====== Source material ======

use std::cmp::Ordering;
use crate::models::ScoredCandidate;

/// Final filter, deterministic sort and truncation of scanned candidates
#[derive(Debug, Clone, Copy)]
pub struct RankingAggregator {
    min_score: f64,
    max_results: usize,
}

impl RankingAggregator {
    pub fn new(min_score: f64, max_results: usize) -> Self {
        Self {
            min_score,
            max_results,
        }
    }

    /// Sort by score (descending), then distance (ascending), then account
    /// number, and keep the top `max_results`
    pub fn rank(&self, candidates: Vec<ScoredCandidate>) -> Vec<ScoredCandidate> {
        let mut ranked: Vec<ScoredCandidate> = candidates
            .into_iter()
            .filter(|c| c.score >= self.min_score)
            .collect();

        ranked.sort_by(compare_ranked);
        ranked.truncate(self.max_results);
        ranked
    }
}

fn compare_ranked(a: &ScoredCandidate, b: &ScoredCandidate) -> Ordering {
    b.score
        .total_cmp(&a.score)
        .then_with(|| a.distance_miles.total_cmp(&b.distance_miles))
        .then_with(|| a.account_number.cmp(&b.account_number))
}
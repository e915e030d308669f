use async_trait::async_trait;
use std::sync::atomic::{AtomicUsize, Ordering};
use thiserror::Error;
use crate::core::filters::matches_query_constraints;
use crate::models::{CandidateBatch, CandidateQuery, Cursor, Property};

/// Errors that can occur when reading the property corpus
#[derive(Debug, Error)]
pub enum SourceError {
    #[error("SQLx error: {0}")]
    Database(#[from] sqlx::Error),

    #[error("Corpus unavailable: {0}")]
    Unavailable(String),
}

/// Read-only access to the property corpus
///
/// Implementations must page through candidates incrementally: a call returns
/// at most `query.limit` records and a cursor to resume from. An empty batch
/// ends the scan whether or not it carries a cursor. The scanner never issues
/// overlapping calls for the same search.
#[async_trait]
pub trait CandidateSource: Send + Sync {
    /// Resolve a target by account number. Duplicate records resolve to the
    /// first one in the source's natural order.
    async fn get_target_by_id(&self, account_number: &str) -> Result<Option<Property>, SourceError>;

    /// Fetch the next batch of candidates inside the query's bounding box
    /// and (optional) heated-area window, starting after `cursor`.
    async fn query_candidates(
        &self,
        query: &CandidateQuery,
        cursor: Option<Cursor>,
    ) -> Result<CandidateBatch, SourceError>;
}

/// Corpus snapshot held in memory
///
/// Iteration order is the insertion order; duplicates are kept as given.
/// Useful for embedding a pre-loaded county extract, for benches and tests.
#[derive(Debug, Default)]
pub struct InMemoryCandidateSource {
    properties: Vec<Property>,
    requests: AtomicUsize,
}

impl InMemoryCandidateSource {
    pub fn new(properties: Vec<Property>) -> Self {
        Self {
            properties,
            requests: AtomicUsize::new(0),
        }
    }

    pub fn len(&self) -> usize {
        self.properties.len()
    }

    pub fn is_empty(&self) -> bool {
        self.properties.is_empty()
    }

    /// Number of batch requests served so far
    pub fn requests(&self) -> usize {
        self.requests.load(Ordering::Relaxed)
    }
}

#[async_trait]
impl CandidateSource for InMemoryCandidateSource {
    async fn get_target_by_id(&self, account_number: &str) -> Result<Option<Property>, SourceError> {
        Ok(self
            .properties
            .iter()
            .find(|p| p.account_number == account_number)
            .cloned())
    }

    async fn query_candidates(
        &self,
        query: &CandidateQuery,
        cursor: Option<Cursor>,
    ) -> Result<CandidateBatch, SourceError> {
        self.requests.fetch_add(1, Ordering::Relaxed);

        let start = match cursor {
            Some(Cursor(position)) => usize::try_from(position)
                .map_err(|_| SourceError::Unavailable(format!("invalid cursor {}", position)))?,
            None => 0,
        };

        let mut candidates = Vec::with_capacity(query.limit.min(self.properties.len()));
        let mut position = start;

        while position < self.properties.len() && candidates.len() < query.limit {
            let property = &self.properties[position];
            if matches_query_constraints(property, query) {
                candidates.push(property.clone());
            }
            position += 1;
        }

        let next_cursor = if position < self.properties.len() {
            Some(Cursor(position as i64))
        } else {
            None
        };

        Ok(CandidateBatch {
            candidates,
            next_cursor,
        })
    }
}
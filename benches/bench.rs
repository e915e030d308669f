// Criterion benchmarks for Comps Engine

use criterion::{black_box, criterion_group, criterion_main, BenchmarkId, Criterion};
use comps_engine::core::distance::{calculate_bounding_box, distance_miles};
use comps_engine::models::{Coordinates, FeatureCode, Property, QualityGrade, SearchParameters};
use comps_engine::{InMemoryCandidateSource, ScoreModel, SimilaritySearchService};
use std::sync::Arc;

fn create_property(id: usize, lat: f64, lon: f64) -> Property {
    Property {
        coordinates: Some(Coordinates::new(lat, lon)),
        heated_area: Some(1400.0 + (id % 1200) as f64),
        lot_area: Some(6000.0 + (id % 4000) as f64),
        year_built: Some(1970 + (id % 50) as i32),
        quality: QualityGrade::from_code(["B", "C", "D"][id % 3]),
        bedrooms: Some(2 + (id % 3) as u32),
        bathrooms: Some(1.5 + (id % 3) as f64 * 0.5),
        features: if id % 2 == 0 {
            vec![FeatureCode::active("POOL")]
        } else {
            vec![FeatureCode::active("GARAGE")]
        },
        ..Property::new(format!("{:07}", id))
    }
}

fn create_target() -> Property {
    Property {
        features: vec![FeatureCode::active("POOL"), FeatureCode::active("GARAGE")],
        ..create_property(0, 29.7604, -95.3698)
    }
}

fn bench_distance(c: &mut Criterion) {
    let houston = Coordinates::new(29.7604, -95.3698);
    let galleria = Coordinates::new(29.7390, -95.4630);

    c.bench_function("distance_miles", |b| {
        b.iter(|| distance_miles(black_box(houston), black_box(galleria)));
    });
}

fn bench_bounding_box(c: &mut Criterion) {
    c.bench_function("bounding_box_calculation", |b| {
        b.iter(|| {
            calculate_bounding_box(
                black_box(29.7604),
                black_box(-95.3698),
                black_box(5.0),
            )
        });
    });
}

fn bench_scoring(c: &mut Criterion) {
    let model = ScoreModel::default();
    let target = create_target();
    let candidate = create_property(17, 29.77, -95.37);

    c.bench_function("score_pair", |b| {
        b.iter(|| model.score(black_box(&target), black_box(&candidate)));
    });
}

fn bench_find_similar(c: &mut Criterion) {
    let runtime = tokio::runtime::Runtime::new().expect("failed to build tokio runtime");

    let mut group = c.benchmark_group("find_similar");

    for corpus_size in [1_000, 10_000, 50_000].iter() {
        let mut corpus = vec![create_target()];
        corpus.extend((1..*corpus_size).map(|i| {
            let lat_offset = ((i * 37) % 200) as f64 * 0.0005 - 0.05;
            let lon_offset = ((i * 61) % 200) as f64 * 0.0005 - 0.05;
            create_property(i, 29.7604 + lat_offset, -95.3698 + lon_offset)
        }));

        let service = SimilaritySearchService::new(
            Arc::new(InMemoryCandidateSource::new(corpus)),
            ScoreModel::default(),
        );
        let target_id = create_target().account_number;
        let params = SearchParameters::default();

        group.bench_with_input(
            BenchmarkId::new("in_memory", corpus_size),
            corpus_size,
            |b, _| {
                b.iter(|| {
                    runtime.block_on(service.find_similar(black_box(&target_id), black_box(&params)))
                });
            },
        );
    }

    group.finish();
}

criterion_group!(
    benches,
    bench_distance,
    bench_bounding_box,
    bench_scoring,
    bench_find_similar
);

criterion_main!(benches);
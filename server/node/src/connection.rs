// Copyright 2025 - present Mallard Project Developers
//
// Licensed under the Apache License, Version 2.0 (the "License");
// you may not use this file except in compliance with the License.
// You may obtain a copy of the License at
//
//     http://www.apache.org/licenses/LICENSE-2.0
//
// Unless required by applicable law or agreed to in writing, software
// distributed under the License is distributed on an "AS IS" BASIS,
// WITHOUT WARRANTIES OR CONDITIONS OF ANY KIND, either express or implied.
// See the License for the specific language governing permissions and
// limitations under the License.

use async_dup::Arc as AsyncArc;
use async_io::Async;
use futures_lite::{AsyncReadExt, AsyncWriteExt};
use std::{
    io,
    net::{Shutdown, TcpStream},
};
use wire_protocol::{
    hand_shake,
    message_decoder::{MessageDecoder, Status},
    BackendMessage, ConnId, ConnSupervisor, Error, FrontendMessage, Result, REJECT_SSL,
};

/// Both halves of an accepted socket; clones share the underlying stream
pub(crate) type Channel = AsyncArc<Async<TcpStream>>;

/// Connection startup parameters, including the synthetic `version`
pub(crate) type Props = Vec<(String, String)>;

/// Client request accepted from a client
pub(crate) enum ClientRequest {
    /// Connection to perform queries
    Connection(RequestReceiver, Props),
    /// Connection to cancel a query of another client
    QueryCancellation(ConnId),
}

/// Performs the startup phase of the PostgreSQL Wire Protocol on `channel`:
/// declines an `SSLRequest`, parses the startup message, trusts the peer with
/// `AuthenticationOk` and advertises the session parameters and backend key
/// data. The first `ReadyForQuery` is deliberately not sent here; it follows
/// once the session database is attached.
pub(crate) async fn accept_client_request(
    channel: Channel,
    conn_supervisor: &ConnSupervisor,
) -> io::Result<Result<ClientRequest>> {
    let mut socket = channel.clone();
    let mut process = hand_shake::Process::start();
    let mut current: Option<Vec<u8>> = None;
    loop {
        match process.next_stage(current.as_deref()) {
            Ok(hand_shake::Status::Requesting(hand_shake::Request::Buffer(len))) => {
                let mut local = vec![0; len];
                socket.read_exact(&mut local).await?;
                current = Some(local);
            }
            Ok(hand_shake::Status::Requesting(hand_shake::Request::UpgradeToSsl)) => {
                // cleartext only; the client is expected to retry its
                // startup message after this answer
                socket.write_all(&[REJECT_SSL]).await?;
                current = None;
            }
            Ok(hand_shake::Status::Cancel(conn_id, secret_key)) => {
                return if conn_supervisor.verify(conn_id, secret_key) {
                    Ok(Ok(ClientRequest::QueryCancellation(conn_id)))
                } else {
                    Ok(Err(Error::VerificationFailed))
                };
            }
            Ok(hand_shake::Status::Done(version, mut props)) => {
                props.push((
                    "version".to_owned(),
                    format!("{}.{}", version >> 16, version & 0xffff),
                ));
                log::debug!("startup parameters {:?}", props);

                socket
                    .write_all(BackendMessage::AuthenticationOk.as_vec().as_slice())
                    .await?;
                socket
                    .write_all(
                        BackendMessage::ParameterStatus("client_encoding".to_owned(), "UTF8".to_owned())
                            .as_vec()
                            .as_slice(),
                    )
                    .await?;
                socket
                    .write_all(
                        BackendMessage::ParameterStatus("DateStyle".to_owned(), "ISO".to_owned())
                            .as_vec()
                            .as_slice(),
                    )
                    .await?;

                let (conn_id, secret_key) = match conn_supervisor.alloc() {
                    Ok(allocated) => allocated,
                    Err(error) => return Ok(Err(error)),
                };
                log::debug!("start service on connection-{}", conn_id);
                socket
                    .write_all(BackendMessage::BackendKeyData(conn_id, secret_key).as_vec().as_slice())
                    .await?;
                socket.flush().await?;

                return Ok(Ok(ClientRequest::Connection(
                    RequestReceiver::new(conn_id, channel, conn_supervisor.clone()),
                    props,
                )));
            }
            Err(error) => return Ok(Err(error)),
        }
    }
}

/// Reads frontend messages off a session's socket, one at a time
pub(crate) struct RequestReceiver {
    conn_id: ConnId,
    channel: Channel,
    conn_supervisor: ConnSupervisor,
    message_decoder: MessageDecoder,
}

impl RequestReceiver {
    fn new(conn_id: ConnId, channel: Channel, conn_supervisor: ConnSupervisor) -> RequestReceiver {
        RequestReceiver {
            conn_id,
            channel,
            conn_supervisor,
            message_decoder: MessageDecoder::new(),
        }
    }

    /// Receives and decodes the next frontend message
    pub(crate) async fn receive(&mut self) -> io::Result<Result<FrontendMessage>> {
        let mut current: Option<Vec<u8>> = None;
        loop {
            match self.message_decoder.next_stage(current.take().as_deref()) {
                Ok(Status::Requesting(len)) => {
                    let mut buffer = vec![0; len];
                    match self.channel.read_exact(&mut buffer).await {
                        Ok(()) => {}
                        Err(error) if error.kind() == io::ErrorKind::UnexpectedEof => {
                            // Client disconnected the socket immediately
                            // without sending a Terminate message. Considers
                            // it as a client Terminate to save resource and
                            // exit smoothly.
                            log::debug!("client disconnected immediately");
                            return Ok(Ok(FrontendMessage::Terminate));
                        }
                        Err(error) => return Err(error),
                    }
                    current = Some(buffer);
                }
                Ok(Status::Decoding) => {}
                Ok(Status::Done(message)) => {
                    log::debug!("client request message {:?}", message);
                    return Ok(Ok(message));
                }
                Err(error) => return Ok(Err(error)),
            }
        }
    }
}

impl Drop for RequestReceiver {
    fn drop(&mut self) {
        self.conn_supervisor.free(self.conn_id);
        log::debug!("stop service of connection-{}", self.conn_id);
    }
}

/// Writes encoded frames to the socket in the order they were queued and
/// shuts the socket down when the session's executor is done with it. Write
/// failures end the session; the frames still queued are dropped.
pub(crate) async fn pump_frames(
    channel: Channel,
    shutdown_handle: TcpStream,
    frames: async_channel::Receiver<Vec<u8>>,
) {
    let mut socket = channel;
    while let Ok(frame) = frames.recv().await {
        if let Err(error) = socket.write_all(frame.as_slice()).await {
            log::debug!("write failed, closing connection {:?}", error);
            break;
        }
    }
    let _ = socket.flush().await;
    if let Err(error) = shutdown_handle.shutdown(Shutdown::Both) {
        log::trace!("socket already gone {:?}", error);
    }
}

======

**Your task**. Restate word for word only the lines above from the line containing "under the License." to the line containing "let mut local = vec![0; len];", both of them included.

**Response box**.
// limitations under the License.

use async_dup::Arc as AsyncArc;
use async_io::Async;
use futures_lite::{AsyncReadExt, AsyncWriteExt};
use std::{
    io,
    net::{Shutdown, TcpStream},
};
use wire_protocol::{
    hand_shake,
    message_decoder::{MessageDecoder, Status},
    BackendMessage, ConnId, ConnSupervisor, Error, FrontendMessage, Result, REJECT_SSL,
};

/// Both halves of an accepted socket; clones share the underlying stream
pub(crate) type Channel = AsyncArc<Async<TcpStream>>;

/// Connection startup parameters, including the synthetic `version`
pub(crate) type Props = Vec<(String, String)>;

/// Client request accepted from a client
pub(crate) enum ClientRequest {
    /// Connection to perform queries
    Connection(RequestReceiver, Props),
    /// Connection to cancel a query of another client
    QueryCancellation(ConnId),
}

/// Performs the startup phase of the PostgreSQL Wire Protocol on `channel`:
/// declines an `SSLRequest`, parses the startup message, trusts the peer with
/// `AuthenticationOk` and advertises the session parameters and backend key
/// data. The first `ReadyForQuery` is deliberately not sent here; it follows
/// once the session database is attached.
pub(crate) async fn accept_client_request(
    channel: Channel,
    conn_supervisor: &ConnSupervisor,
) -> io::Result<Result<ClientRequest>> {
    let mut socket = channel.clone();
    let mut process = hand_shake::Process::start();
    let mut current: Option<Vec<u8>> = None;
    loop {
        match process.next_stage(current.as_deref()) {
            Ok(hand_shake::Status::Requesting(hand_shake::Request::Buffer(len))) => {
                let mut local = vec![0; len];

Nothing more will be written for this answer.